At the head of the group is a boy with black curls and dead brown eyes, his scarred face telling a story of violence as he glares at everyone and everything around him. There's another boy, looking awfully similar to him yet more put together, that gives the surroundings a cold, cold look, like all the chattering kids make school torture.

There are three boys following close behind, and the most talkative— a blond who's clearly got a reputation, with the way the juniors scramble away from him— is giving a lively retelling of a story to his tall, brooding friend. The friend has a headful of dark locs, and the look he throws at a girl who dares bump into him is blood curdling. The last isn't as tall as the dark-loced menace, but the look in his eyes is that of a deity; he believes he's above them, and this kind of rude confidence you're not entirely sure you can get behind.


The last of the bunch is... ah... how can you say this....

Weak. Honestly, he looks weak.


Now, you're not a downright awful person, but Durmstrang sees someone who can't defend themselves and picks them off immediately. This boy is no different than what the runts of the class would look like in Durmstrang.


He's got thick, brown hair, swept back over his head in a classy yet messy manner, a smile always ghosting on his lips. His brown eyes are big and kind, with that tiny note of sympathy in them whenever he looks around.

The only way you can describe it is that he looks the type to cry over a tree being cut down.
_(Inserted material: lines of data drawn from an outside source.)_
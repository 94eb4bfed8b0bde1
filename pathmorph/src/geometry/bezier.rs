//! Bézier curves of any order, evaluated and subdivided with de Casteljau.
//!
//! A curve is its control polygon: the first and last points are the curve's
//! end points and everything in between is a control point. Order 1 is a
//! line, 2 a quadratic and 3 a cubic.

use crate::geometry::tolerance::MAX_SUBDIVISION_DEPTH;
use crate::model::Point;

#[derive(Clone, Debug, PartialEq)]
pub struct Bezier {
    pub points: Vec<Point>,
}

impl Bezier {
    pub fn new(points: Vec<Point>) -> Self {
        Self { points }
    }

    pub fn order(&self) -> usize {
        self.points.len().saturating_sub(1)
    }

    /// One de Casteljau step: lerp every adjacent pair at `k`.
    ///
    /// The result has one point less than `self`; empty and single-point
    /// curves simplify to the empty curve.
    pub fn simplify(&self, k: f64) -> Bezier {
        Bezier::new(lerp_level(&self.points, k))
    }

    /// Point on the curve at parameter `k`. `None` for an empty curve.
    pub fn evaluate(&self, k: f64) -> Option<Point> {
        let mut level = self.points.clone();
        while level.len() > 1 {
            level = lerp_level(&level, k);
        }
        level.first().copied()
    }

    /// Split the curve at parameter `k`.
    ///
    /// Returns the curves covering `0..k` and `k..1`, both of the original
    /// order. `k` outside `[0, 1]` extrapolates.
    pub fn split_at(&self, k: f64) -> (Bezier, Bezier) {
        let n = self.points.len();
        let mut first = Vec::with_capacity(n);
        let mut second = Vec::with_capacity(n);
        let mut level = self.points.clone();
        while let (Some(&head), Some(&tail)) = (level.first(), level.last()) {
            first.push(head);
            second.push(tail);
            level = lerp_level(&level, k);
        }
        second.reverse();
        (Bezier::new(first), Bezier::new(second))
    }

    /// Split the curve at every factor in `factors`, producing
    /// `factors.len() + 1` pieces.
    ///
    /// Factors are parameters of the original curve. They are consumed in the
    /// given order; a factor lower than its predecessor makes the next piece
    /// run backwards over already covered ground, so the pieces overlap.
    pub fn split_at_factors(&self, factors: &[f64]) -> Vec<Bezier> {
        if self.points.len() < 2 || factors.is_empty() {
            return vec![self.clone()];
        }
        let mut pieces = Vec::with_capacity(factors.len() + 1);
        let mut rest = self.clone();
        // Original parameter at which `rest` begins; it always ends at 1.
        let mut consumed = 0.0;
        for &k in factors {
            let span = 1.0 - consumed;
            let local = if span == 0.0 { 0.0 } else { (k - consumed) / span };
            let (head, tail) = rest.split_at(local);
            pieces.push(head);
            rest = tail;
            consumed = k;
        }
        pieces.push(rest);
        pieces
    }

    /// Length of the control polygon.
    pub fn polygon_length(&self) -> f64 {
        self.points
            .windows(2)
            .map(|w| w[0].distance_to(w[1]))
            .sum()
    }

    /// Straight-line distance between the end points.
    pub fn chord_length(&self) -> f64 {
        match (self.points.first(), self.points.last()) {
            (Some(&a), Some(&b)) => a.distance_to(b),
            _ => 0.0,
        }
    }

    /// True when every control point coincides exactly, so splitting cannot
    /// make progress.
    pub fn is_degenerate(&self) -> bool {
        match self.points.split_first() {
            Some((first, rest)) => rest.iter().all(|p| p == first),
            None => true,
        }
    }

    /// Approximate arc length using adaptive subdivision.
    pub fn arc_length(&self, tolerance: f64) -> f64 {
        if self.points.len() < 2 {
            return 0.0;
        }
        arc_length_recursive(self, tolerance, 0)
    }

    /// Find the parameter at `target_length` along the curve.
    /// Returns None if the length exceeds the curve's length.
    pub fn parameter_at_arc_length(&self, target_length: f64, tolerance: f64) -> Option<f64> {
        let total = self.arc_length(tolerance);
        if target_length >= total {
            return if target_length <= total + tolerance {
                Some(1.0)
            } else {
                None
            };
        }
        if target_length <= 0.0 {
            return Some(0.0);
        }

        // Binary search for k
        let mut lo = 0.0f64;
        let mut hi = 1.0f64;
        for _ in 0..48 {
            let mid = (lo + hi) * 0.5;
            let (left, _) = self.split_at(mid);
            let len = left.arc_length(tolerance);
            if (len - target_length).abs() < tolerance * 0.1 {
                return Some(mid);
            }
            if len < target_length {
                lo = mid;
            } else {
                hi = mid;
            }
        }
        Some((lo + hi) * 0.5)
    }
}

#[inline]
fn lerp_level(points: &[Point], k: f64) -> Vec<Point> {
    points.windows(2).map(|w| w[0].lerp(w[1], k)).collect()
}

fn arc_length_recursive(curve: &Bezier, tolerance: f64, depth: u32) -> f64 {
    let chord = curve.chord_length();
    let poly_len = curve.polygon_length();

    // Flat enough or too deep: average of chord and polygon
    if depth >= MAX_SUBDIVISION_DEPTH || (poly_len - chord).abs() < tolerance {
        return (chord + poly_len) * 0.5;
    }

    let (left, right) = curve.split_at(0.5);
    arc_length_recursive(&left, tolerance, depth + 1)
        + arc_length_recursive(&right, tolerance, depth + 1)
}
Case in point; the curly haired, rugged boy decks a first year at the front of the group, letting her sprawl on the ground beneath his feet as he gives her a cruel smile and continues like nothing happened. Mr. Kicked-Puppy immediately helps her up, and even does as much as argue with the leader of the group, yelling something at him as he sends the first year away with a pat on her shoulder.

You roll your eyes, scoffing as you look away. People who are kind tend to be weaknesses. You wish it were different, but that's how the world works; how you were taught to live in it.